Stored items
______________________________

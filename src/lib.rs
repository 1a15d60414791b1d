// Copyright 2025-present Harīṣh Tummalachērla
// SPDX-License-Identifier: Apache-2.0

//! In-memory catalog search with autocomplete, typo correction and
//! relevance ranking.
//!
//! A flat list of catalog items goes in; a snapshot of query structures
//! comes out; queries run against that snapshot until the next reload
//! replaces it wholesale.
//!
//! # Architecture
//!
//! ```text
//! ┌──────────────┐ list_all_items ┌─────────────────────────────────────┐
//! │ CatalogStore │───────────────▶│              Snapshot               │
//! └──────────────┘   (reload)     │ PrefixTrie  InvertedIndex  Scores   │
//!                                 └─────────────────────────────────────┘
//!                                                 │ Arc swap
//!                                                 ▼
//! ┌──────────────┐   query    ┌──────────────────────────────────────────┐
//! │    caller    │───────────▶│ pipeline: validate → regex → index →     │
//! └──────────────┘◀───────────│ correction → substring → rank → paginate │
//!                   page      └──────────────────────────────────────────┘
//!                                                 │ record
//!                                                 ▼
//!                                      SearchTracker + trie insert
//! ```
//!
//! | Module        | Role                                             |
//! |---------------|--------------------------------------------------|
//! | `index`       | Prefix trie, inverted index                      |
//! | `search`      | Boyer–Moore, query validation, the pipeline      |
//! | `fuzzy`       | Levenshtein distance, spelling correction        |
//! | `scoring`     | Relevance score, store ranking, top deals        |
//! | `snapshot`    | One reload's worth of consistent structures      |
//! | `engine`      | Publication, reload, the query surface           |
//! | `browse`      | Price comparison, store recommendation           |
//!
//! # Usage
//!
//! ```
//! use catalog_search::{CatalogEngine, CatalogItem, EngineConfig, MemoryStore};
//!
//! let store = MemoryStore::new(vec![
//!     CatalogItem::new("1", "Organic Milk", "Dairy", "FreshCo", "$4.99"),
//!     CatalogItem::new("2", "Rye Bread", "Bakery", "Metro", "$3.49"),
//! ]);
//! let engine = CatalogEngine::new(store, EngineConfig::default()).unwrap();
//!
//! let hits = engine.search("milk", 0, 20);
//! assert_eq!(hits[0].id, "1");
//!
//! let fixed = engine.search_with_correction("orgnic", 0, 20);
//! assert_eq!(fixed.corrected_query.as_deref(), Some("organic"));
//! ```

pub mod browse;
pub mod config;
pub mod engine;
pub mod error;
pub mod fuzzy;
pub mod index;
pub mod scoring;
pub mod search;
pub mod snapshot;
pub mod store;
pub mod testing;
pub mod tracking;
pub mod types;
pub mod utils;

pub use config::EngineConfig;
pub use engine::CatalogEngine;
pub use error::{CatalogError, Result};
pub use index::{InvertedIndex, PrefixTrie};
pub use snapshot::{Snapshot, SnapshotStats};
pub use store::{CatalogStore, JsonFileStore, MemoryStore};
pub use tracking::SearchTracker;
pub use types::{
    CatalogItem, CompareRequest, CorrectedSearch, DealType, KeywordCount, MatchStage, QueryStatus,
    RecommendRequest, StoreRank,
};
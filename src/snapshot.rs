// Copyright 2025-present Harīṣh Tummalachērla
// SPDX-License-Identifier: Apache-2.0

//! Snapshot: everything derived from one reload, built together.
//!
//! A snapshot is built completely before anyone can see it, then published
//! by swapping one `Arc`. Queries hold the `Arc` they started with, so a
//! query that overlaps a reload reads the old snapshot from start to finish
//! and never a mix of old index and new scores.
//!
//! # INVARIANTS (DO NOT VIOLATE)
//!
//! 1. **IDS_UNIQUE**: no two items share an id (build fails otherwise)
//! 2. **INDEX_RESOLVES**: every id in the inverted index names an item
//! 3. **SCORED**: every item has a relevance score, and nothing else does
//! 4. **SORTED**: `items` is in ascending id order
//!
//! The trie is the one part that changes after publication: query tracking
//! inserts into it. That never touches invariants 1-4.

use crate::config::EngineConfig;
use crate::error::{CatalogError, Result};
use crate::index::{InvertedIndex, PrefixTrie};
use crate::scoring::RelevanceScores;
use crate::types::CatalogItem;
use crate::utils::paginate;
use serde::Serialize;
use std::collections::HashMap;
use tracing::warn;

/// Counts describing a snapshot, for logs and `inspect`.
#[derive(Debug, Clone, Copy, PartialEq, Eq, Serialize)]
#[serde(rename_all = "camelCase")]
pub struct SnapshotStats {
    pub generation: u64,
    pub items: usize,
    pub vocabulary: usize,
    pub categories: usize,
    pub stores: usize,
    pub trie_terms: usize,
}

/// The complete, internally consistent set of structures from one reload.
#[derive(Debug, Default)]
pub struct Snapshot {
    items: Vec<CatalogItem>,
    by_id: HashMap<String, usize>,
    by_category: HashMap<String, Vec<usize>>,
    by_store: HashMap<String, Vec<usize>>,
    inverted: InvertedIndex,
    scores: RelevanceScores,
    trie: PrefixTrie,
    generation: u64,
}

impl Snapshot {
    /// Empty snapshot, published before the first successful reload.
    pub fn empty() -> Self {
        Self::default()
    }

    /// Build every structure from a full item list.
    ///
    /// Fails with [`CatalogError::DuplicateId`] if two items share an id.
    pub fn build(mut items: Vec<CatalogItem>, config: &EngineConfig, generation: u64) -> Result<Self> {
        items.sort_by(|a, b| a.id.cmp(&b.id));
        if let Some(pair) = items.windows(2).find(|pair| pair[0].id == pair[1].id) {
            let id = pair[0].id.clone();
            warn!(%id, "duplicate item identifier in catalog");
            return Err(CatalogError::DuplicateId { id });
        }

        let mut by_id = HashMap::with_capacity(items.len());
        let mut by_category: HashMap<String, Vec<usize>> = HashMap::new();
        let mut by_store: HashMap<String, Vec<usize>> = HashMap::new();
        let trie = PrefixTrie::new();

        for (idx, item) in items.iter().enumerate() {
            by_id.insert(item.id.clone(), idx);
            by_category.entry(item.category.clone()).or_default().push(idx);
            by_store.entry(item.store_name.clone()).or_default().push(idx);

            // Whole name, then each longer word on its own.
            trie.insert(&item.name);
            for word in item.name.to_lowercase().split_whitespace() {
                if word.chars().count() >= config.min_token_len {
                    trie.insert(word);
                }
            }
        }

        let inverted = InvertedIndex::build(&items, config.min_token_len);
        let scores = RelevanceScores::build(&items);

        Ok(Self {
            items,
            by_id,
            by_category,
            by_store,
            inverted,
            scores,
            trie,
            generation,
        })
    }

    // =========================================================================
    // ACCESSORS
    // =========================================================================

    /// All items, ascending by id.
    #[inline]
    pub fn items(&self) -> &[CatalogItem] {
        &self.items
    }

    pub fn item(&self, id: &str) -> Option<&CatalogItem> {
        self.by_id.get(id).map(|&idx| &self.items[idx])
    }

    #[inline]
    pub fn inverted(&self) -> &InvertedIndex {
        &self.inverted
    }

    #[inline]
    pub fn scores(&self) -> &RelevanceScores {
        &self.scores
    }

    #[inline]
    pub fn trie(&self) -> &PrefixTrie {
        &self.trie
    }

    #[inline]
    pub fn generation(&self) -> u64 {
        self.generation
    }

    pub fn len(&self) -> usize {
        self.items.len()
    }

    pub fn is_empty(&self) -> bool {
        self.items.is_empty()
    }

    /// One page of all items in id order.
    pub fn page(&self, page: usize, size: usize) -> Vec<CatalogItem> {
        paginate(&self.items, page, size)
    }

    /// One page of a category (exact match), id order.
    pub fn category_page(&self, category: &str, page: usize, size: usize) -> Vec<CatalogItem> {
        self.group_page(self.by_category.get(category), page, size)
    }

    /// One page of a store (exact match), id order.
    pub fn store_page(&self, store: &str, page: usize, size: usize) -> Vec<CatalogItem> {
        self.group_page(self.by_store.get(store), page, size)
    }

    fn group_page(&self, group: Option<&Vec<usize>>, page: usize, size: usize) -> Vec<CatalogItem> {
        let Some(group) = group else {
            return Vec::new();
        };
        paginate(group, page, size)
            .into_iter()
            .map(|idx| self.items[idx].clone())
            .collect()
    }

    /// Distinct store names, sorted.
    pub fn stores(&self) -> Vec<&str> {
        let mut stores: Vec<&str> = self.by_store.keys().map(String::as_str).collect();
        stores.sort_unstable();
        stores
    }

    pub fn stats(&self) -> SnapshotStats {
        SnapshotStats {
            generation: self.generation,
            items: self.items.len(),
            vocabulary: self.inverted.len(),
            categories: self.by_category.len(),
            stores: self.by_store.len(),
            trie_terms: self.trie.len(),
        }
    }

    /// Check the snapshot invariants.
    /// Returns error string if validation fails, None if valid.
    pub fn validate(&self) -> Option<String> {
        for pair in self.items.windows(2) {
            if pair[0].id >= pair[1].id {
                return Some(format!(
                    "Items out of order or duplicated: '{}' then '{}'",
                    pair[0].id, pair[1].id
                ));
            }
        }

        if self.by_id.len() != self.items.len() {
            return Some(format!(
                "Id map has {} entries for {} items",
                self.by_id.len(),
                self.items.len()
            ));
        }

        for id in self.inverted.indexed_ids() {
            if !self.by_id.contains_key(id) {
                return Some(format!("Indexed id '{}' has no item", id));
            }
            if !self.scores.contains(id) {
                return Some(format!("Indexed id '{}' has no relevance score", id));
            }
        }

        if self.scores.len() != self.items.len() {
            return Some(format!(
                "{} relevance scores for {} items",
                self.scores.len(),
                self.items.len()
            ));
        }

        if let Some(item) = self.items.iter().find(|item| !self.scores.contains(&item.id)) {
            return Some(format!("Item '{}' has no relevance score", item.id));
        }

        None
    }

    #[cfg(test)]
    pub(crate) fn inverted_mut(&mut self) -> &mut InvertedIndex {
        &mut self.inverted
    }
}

______________________________

Which lines of the data above contain "serde"? Copy each one.

Response area.
use serde::Serialize;
#[serde(rename_all = "camelCase")]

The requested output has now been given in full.